When consultant Linda Pickard advises small businesses on their five-year strategies, the first place she turns is Statistic Canada’s reservoir of data from the long-form census.
Ms. Pickard combs through StatsCan’s databases in search of population trends, local economic indicators, ethnic make-up and education levels – important pieces of market information in planning a company’s expansion.
For Ms. Pickard’s clients, and for hundreds of thousands of entrepreneurs across Canada, the census is both a direct and indirect source of reliable information, and helps to form a road map for where they want to go. Now, the small and medium-sized businesses who lack the marketing muscle to conduct their own private surveys stand to be among those most affected by the plan to drop the mandatory long-form census.

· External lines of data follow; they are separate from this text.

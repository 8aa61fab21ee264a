use serde::{Deserialize, Serialize};

/// Popularity bucket of a need or cluster, derived from its net vote score.
#[derive(Debug, Clone, Copy, PartialEq, Eq, PartialOrd, Ord, Hash, Serialize, Deserialize)]
pub enum HeatTier {
    New,
    Noticed,
    Popular,
    Hot,
    OnFire,
}

impl HeatTier {
    pub fn classify(upvotes: i32, downvotes: i32) -> Self {
        Self::from_net(i64::from(upvotes) - i64::from(downvotes))
    }

    pub fn from_net(net: i64) -> Self {
        match net {
            n if n >= 50 => Self::OnFire,
            n if n >= 25 => Self::Hot,
            n if n >= 10 => Self::Popular,
            n if n >= 3 => Self::Noticed,
            _ => Self::New,
        }
    }

    pub fn color(&self) -> &'static str {
        match self {
            Self::OnFire => "#ef4444",
            Self::Hot => "#f97316",
            Self::Popular => "#f59e0b",
            Self::Noticed => "#22c55e",
            Self::New => "#3b82f6",
        }
    }

    pub fn label(&self) -> &'static str {
        match self {
            Self::OnFire => "On fire",
            Self::Hot => "Hot",
            Self::Popular => "Popular",
            Self::Noticed => "Noticed",
            Self::New => "New",
        }
    }

    /// 1-based tier number, `New` being tier 1.
    pub fn level(&self) -> u8 {
        *self as u8 + 1
    }
}

#[cfg(test)]
mod tests {
    use super::*;

    #[test]
    fn test_boundaries() {
        let cases = [
            (2, HeatTier::New),
            (3, HeatTier::Noticed),
            (9, HeatTier::Noticed),
            (10, HeatTier::Popular),
            (24, HeatTier::Popular),
            (25, HeatTier::Hot),
            (49, HeatTier::Hot),
            (50, HeatTier::OnFire),
            (-1, HeatTier::New),
            (-500, HeatTier::New),
        ];
        for (net, tier) in cases {
            assert_eq!(HeatTier::from_net(net), tier, "net = {}", net);
        }
    }

    #[test]
    fn test_classify_uses_net_score() {
        assert_eq!(HeatTier::classify(7, 2), HeatTier::Noticed);
        assert_eq!(HeatTier::classify(7, 2).color(), "#22c55e");
        assert_eq!(HeatTier::classify(60, 20), HeatTier::Hot);
        assert_eq!(HeatTier::classify(0, 40), HeatTier::New);
    }

    #[test]
    fn test_classify_is_total() {
        assert_eq!(HeatTier::classify(i32::MAX, i32::MIN), HeatTier::OnFire);
        assert_eq!(HeatTier::classify(i32::MIN, i32::MAX), HeatTier::New);
    }

    #[test]
    fn test_levels() {
        assert_eq!(HeatTier::New.level(), 1);
        assert_eq!(HeatTier::OnFire.level(), 5);
        assert!(HeatTier::Hot > HeatTier::Popular);
    }
}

Alternatives to the census are more costly, more time-consuming and will result in poorer information, says Ms. Pickard, whose firm, Pickard & Laws, is based in Mississauga, Ont. “The picture of life in Canada will be fragmented,” she said. With a voluntary survey, her company “won’t be able to provide the same level of service and quality of information as we’ve been able to do over many years.”

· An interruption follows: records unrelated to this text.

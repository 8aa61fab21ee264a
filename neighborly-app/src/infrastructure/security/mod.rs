mod client_ip;
mod input_sanitizer;
mod rate_limiter;

pub use client_ip::ClientIp;
pub use crate::domain::limits::{
    MAX_COMMENT_CHARS, MAX_DESCRIPTION_CHARS, MAX_REPORT_NOTE_CHARS, MAX_TITLE_CHARS,
};
pub use input_sanitizer::InputSanitizer;
pub use rate_limiter::RateLimiter;
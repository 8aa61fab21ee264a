pub mod comment;
pub mod need;
pub mod report;
pub mod user;

pub use comment::Entity as Comment;
pub use need::Entity as Need;
pub use report::Entity as Report;
pub use user::Entity as User;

The proposed changes have been widely criticized by economists, educators, city planners and religious groups. In hearings in Ottawa Tuesday, two former chief statisticians for Statistics Canada testified that the quality of data will suffer if the census becomes voluntary. Industry Minister Tony Clement said that the government believes some questions on the mandatory long form invade Canadians’ privacy and should not be conducted with the threat of jail terms.

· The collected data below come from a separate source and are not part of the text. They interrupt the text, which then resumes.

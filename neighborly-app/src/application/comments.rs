use crate::domain::{Comment, CommentTree, ContentRef, NewComment, Viewer};
use crate::infrastructure::security::InputSanitizer;
use crate::infrastructure::DataBackend;
use neighborly_errors::AppError;
use std::sync::Arc;
use uuid::Uuid;

pub struct CommentService {
    backend: Arc<dyn DataBackend>,
}

impl CommentService {
    pub fn new(backend: Arc<dyn DataBackend>) -> Self {
        Self { backend }
    }

    /// Live comments of a need, oldest first.
    pub async fn list(&self, need_id: Uuid) -> Result<Vec<Comment>, AppError> {
        self.backend.list_comments(need_id).await
    }

    pub async fn thread(&self, need_id: Uuid) -> Result<CommentTree, AppError> {
        let comments = self.list(need_id).await?;
        Ok(CommentTree::build(&comments))
    }

    pub async fn post(&self, viewer: &Viewer, input: NewComment) -> Result<Comment, AppError> {
        let user_id = viewer.user_id().ok_or(AppError::Unauthorized)?;
        let content = InputSanitizer::comment(&input.content)?;

        self.backend
            .find_need(input.need_id)
            .await?
            .filter(|n| !n.is_deleted())
            .ok_or_else(|| AppError::not_found("Need"))?;

        if let Some(parent_id) = input.parent_id {
            let parent = self
                .backend
                .find_comment(parent_id)
                .await?
                .filter(|c| !c.is_deleted())
                .ok_or_else(|| AppError::not_found("Parent comment"))?;
            if parent.need_id != input.need_id {
                return Err(AppError::invalid("Reply must belong to the same need as its parent"));
            }
        }

        let comment = NewComment { content, ..input }.into_comment(user_id);
        let comment = self.backend.insert_comment(comment).await?;
        tracing::info!(comment = %comment.id, need = %comment.need_id, reply = comment.parent_id.is_some(), "comment posted");
        Ok(comment)
    }

    /// Soft delete. The author may delete their own comment, moderators any.
    pub async fn delete(&self, viewer: &Viewer, id: Uuid) -> Result<(), AppError> {
        if !viewer.is_signed_in() {
            return Err(AppError::Unauthorized);
        }

        let comment = self
            .backend
            .find_comment(id)
            .await?
            .filter(|c| !c.is_deleted())
            .ok_or_else(|| AppError::not_found("Comment"))?;

        if !viewer.is_author_of(comment.user_id) && !viewer.can_moderate() {
            return Err(AppError::Forbidden("only the author can delete this comment".to_string()));
        }

        self.backend
            .set_deleted(ContentRef::Comment(id), Some(chrono::Utc::now()))
            .await?;
        tracing::info!(comment = %id, by = ?viewer.user_id(), "comment deleted");
        Ok(())
    }
}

The Conference Board of Canada, the Canadian Restaurant and Foodservices Association and the Canadian Chamber of Commerce are concerned about the change, and so is Roger Martin, dean of the Rotman School of Management and one of the country’s most respected experts on competitiveness and productivity.
The Canadian Federation of Independent Business, which represents 107,000 small business owners, has expressed “grave” concern to Mr. Clement and asked him to hold consultations on the matter.